Exercise objective: With the records in front of you, set every one of them down exactly.

(Stored records)
• • • • • • •

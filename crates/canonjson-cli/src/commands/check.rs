use super::{execute_batch, json_pretty, print_outcomes, report_exit_code, report_json};
use canonjson_core::Mode;

pub fn run(inputs: &[String], sort_keys: bool, json: bool) -> Result<u8, String> {
    let report = execute_batch(inputs, Mode::Check, sort_keys, json)?;

    if json {
        println!("{}", json_pretty(&report_json(&report))?);
    } else {
        print_outcomes(&report);
        println!(
            "check: {}/{} files canonical, {} need rewrite, {} failed",
            report.unchanged(),
            report.checked(),
            report.would_rewrite(),
            report.failed()
        );
    }

    Ok(report_exit_code(&report))
}
pub mod check;
pub mod completions;
pub mod man_pages;
pub mod normalize;

use canonjson_core::{run_batch, BatchReport, Config, FailureKind, FileOutcome, FileStatus, Mode};
use indicatif::{ProgressBar, ProgressStyle};
use std::path::Path;
use std::time::Duration;
use tracing::debug;

pub const EXIT_SUCCESS: u8 = 0;
pub const EXIT_FAILURE: u8 = 1;
pub const EXIT_USAGE_ERROR: u8 = 2;
pub const EXIT_PARSE_ERROR: u8 = 3;
pub const EXIT_IO_ERROR: u8 = 4;
pub const EXIT_INTERRUPTED: u8 = 130;

pub fn json_pretty(value: &impl serde::Serialize) -> Result<String, String> {
    serde_json::to_string_pretty(value).map_err(|e| format!("JSON serialization failed: {e}"))
}

pub fn spinner(msg: &str) -> ProgressBar {
    let pb = ProgressBar::new_spinner();
    pb.set_style(
        ProgressStyle::with_template("{spinner:.cyan} {msg}")
            .expect("valid template")
            .tick_strings(&["⠋", "⠙", "⠹", "⠸", "⠼", "⠴", "⠦", "⠧", "⠇", "⠏"]),
    );
    pb.set_message(msg.to_owned());
    pb.enable_steady_tick(Duration::from_millis(80));
    pb
}

pub fn spin_ok(pb: &ProgressBar, msg: &str) {
    pb.set_style(ProgressStyle::with_template("{msg}").expect("valid template"));
    pb.finish_with_message(format!("✓ {msg}"));
}

pub fn spin_fail(pb: &ProgressBar, msg: &str) {
    pb.set_style(ProgressStyle::with_template("{msg}").expect("valid template"));
    pb.finish_with_message(format!("✗ {msg}"));
}

pub fn colorize_status(status: &str) -> String {
    use console::Style;
    match status {
        "rewritten" => Style::new().green().apply_to(status).to_string(),
        "unchanged" => Style::new().dim().apply_to(status).to_string(),
        "would_rewrite" => Style::new().yellow().apply_to(status).to_string(),
        "failed" => Style::new().red().bold().apply_to(status).to_string(),
        other => other.to_owned(),
    }
}

/// Inputs given on the command line win; otherwise the configured patterns.
pub fn resolve_inputs(
    config_path: Option<&Path>,
    inputs: Vec<String>,
    sort_keys: bool,
) -> Result<(Vec<String>, bool), String> {
    let cwd = std::env::current_dir().map_err(|e| format!("config: current directory: {e}"))?;
    let config = Config::resolve(config_path, &cwd).map_err(|e| format!("config: {e}"))?;
    let inputs = if inputs.is_empty() {
        config.patterns
    } else {
        inputs
    };
    let sort_keys = sort_keys || config.sort_keys;
    debug!("inputs: {inputs:?}, sort_keys: {sort_keys}");
    Ok((inputs, sort_keys))
}

/// Map an aggregate report to a process exit code. I/O failures dominate
/// parse failures; an interrupted run dominates both.
pub fn report_exit_code(report: &BatchReport) -> u8 {
    if report.interrupted {
        EXIT_INTERRUPTED
    } else if report.has_failure(FailureKind::Io) {
        EXIT_IO_ERROR
    } else if report.has_failure(FailureKind::Parse) {
        EXIT_PARSE_ERROR
    } else if report.would_rewrite() > 0 {
        EXIT_FAILURE
    } else {
        EXIT_SUCCESS
    }
}

fn outcome_json(outcome: &FileOutcome) -> serde_json::Value {
    let mut entry = serde_json::json!({
        "path": outcome.path.display().to_string(),
        "status": outcome.status.as_str(),
    });
    if let Some(digest) = &outcome.digest {
        entry["digest"] = serde_json::Value::from(digest.as_str());
    }
    if let FileStatus::Failed { kind, reason } = &outcome.status {
        entry["error"] = serde_json::json!({ "kind": kind.as_str(), "reason": reason });
    }
    entry
}

/// Expand `inputs` and process them, with a spinner unless JSON output is requested.
pub fn execute_batch(
    inputs: &[String],
    mode: Mode,
    sort_keys: bool,
    json: bool,
) -> Result<BatchReport, String> {
    let verb = match mode {
        Mode::Rewrite => "normalizing",
        Mode::Check => "checking",
    };
    let pb = (!json).then(|| spinner(&format!("{verb} {}...", inputs.join(" "))));
    match run_batch(inputs, mode, sort_keys) {
        Ok(report) => {
            if let Some(pb) = &pb {
                let msg = format!("{} files processed", report.checked());
                if report.failed() == 0 {
                    spin_ok(pb, &msg);
                } else {
                    spin_fail(pb, &msg);
                }
            }
            Ok(report)
        }
        Err(e) => {
            if let Some(pb) = &pb {
                spin_fail(pb, "aborted");
            }
            Err(e.to_string())
        }
    }
}

pub fn report_json(report: &BatchReport) -> serde_json::Value {
    serde_json::json!({
        "checked": report.checked(),
        "rewritten": report.rewritten(),
        "unchanged": report.unchanged(),
        "would_rewrite": report.would_rewrite(),
        "failed": report.failed(),
        "interrupted": report.interrupted,
        "files": report.outcomes.iter().map(outcome_json).collect::<Vec<_>>(),
    })
}

/// One line per file that is not already canonical; failure reasons go to stderr.
pub fn print_outcomes(report: &BatchReport) {
    for outcome in &report.outcomes {
        match &outcome.status {
            FileStatus::Unchanged => {}
            FileStatus::Failed { kind, reason } => {
                println!(
                    "{} {} ({})",
                    colorize_status(outcome.status.as_str()),
                    outcome.path.display(),
                    kind.as_str()
                );
                eprintln!("error: {reason}");
            }
            status => println!(
                "{} {}",
                colorize_status(status.as_str()),
                outcome.path.display()
            ),
        }
    }
}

• • • • • • •

Solution to this exercise:
filename crates/canonjson-cli/src/commands/check.rs
use super::{execute_batch, json_pretty, print_outcomes, report_exit_code, report_json};
use canonjson_core::Mode;

pub fn run(inputs: &[String], sort_keys: bool, json: bool) -> Result<u8, String> {
    let report = execute_batch(inputs, Mode::Check, sort_keys, json)?;

    if json {
        println!("{}", json_pretty(&report_json(&report))?);
    } else {
        print_outcomes(&report);
        println!(
            "check: {}/{} files canonical, {} need rewrite, {} failed",
            report.unchanged(),
            report.checked(),
            report.would_rewrite(),
            report.failed()
        );
    }

    Ok(report_exit_code(&report))
}
pub mod check;
pub mod completions;
pub mod man_pages;
pub mod normalize;

use canonjson_core::{run_batch, BatchReport, Config, FailureKind, FileOutcome, FileStatus, Mode};
use indicatif::{ProgressBar, ProgressStyle};
use std::path::Path;
use std::time::Duration;
use tracing::debug;

pub const EXIT_SUCCESS: u8 = 0;
pub const EXIT_FAILURE: u8 = 1;
pub const EXIT_USAGE_ERROR: u8 = 2;
pub const EXIT_PARSE_ERROR: u8 = 3;
pub const EXIT_IO_ERROR: u8 = 4;
pub const EXIT_INTERRUPTED: u8 = 130;

pub fn json_pretty(value: &impl serde::Serialize) -> Result<String, String> {
    serde_json::to_string_pretty(value).map_err(|e| format!("JSON serialization failed: {e}"))
}

pub fn spinner(msg: &str) -> ProgressBar {
    let pb = ProgressBar::new_spinner();
    pb.set_style(
        ProgressStyle::with_template("{spinner:.cyan} {msg}")
            .expect("valid template")
            .tick_strings(&["⠋", "⠙", "⠹", "⠸", "⠼", "⠴", "⠦", "⠧", "⠇", "⠏"]),
    );
    pb.set_message(msg.to_owned());
    pb.enable_steady_tick(Duration::from_millis(80));
    pb
}

pub fn spin_ok(pb: &ProgressBar, msg: &str) {
    pb.set_style(ProgressStyle::with_template("{msg}").expect("valid template"));
    pb.finish_with_message(format!("✓ {msg}"));
}

pub fn spin_fail(pb: &ProgressBar, msg: &str) {
    pb.set_style(ProgressStyle::with_template("{msg}").expect("valid template"));
    pb.finish_with_message(format!("✗ {msg}"));
}

pub fn colorize_status(status: &str) -> String {
    use console::Style;
    match status {
        "rewritten" => Style::new().green().apply_to(status).to_string(),
        "unchanged" => Style::new().dim().apply_to(status).to_string(),
        "would_rewrite" => Style::new().yellow().apply_to(status).to_string(),
        "failed" => Style::new().red().bold().apply_to(status).to_string(),
        other => other.to_owned(),
    }
}

/// Inputs given on the command line win; otherwise the configured patterns.
pub fn resolve_inputs(
    config_path: Option<&Path>,
    inputs: Vec<String>,
    sort_keys: bool,
) -> Result<(Vec<String>, bool), String> {
    let cwd = std::env::current_dir().map_err(|e| format!("config: current directory: {e}"))?;
    let config = Config::resolve(config_path, &cwd).map_err(|e| format!("config: {e}"))?;
    let inputs = if inputs.is_empty() {
        config.patterns
    } else {
        inputs
    };
    let sort_keys = sort_keys || config.sort_keys;
    debug!("inputs: {inputs:?}, sort_keys: {sort_keys}");
    Ok((inputs, sort_keys))
}

/// Map an aggregate report to a process exit code. I/O failures dominate
/// parse failures; an interrupted run dominates both.
pub fn report_exit_code(report: &BatchReport) -> u8 {
    if report.interrupted {
        EXIT_INTERRUPTED
    } else if report.has_failure(FailureKind::Io) {
        EXIT_IO_ERROR
    } else if report.has_failure(FailureKind::Parse) {
        EXIT_PARSE_ERROR
    } else if report.would_rewrite() > 0 {
        EXIT_FAILURE
    } else {
        EXIT_SUCCESS
    }
}

fn outcome_json(outcome: &FileOutcome) -> serde_json::Value {
    let mut entry = serde_json::json!({
        "path": outcome.path.display().to_string(),
        "status": outcome.status.as_str(),
    });
    if let Some(digest) = &outcome.digest {
        entry["digest"] = serde_json::Value::from(digest.as_str());
    }
    if let FileStatus::Failed { kind, reason } = &outcome.status {
        entry["error"] = serde_json::json!({ "kind": kind.as_str(), "reason": reason });
    }
    entry
}

/// Expand `inputs` and process them, with a spinner unless JSON output is requested.
pub fn execute_batch(
    inputs: &[String],
    mode: Mode,
    sort_keys: bool,
    json: bool,
) -> Result<BatchReport, String> {
    let verb = match mode {
        Mode::Rewrite => "normalizing",
        Mode::Check => "checking",
    };
    let pb = (!json).then(|| spinner(&format!("{verb} {}...", inputs.join(" "))));
    match run_batch(inputs, mode, sort_keys) {
        Ok(report) => {
            if let Some(pb) = &pb {
                let msg = format!("{} files processed", report.checked());
                if report.failed() == 0 {
                    spin_ok(pb, &msg);
                } else {
                    spin_fail(pb, &msg);
                }
            }
            Ok(report)
        }
        Err(e) => {
            if let Some(pb) = &pb {
                spin_fail(pb, "aborted");
            }
            Err(e.to_string())
        }
    }
}

pub fn report_json(report: &BatchReport) -> serde_json::Value {
    serde_json::json!({
        "checked": report.checked(),
        "rewritten": report.rewritten(),
        "unchanged": report.unchanged(),
        "would_rewrite": report.would_rewrite(),
        "failed": report.failed(),
        "interrupted": report.interrupted,
        "files": report.outcomes.iter().map(outcome_json).collect::<Vec<_>>(),
    })
}

/// One line per file that is not already canonical; failure reasons go to stderr.
pub fn print_outcomes(report: &BatchReport) {
    for outcome in &report.outcomes {
        match &outcome.status {
            FileStatus::Unchanged => {}
            FileStatus::Failed { kind, reason } => {
                println!(
                    "{} {} ({})",
                    colorize_status(outcome.status.as_str()),
                    outcome.path.display(),
                    kind.as_str()
                );
                eprintln!("error: {reason}");
            }
            status => println!(
                "{} {}",
                colorize_status(status.as_str()),
                outcome.path.display()
            ),
        }
    }
}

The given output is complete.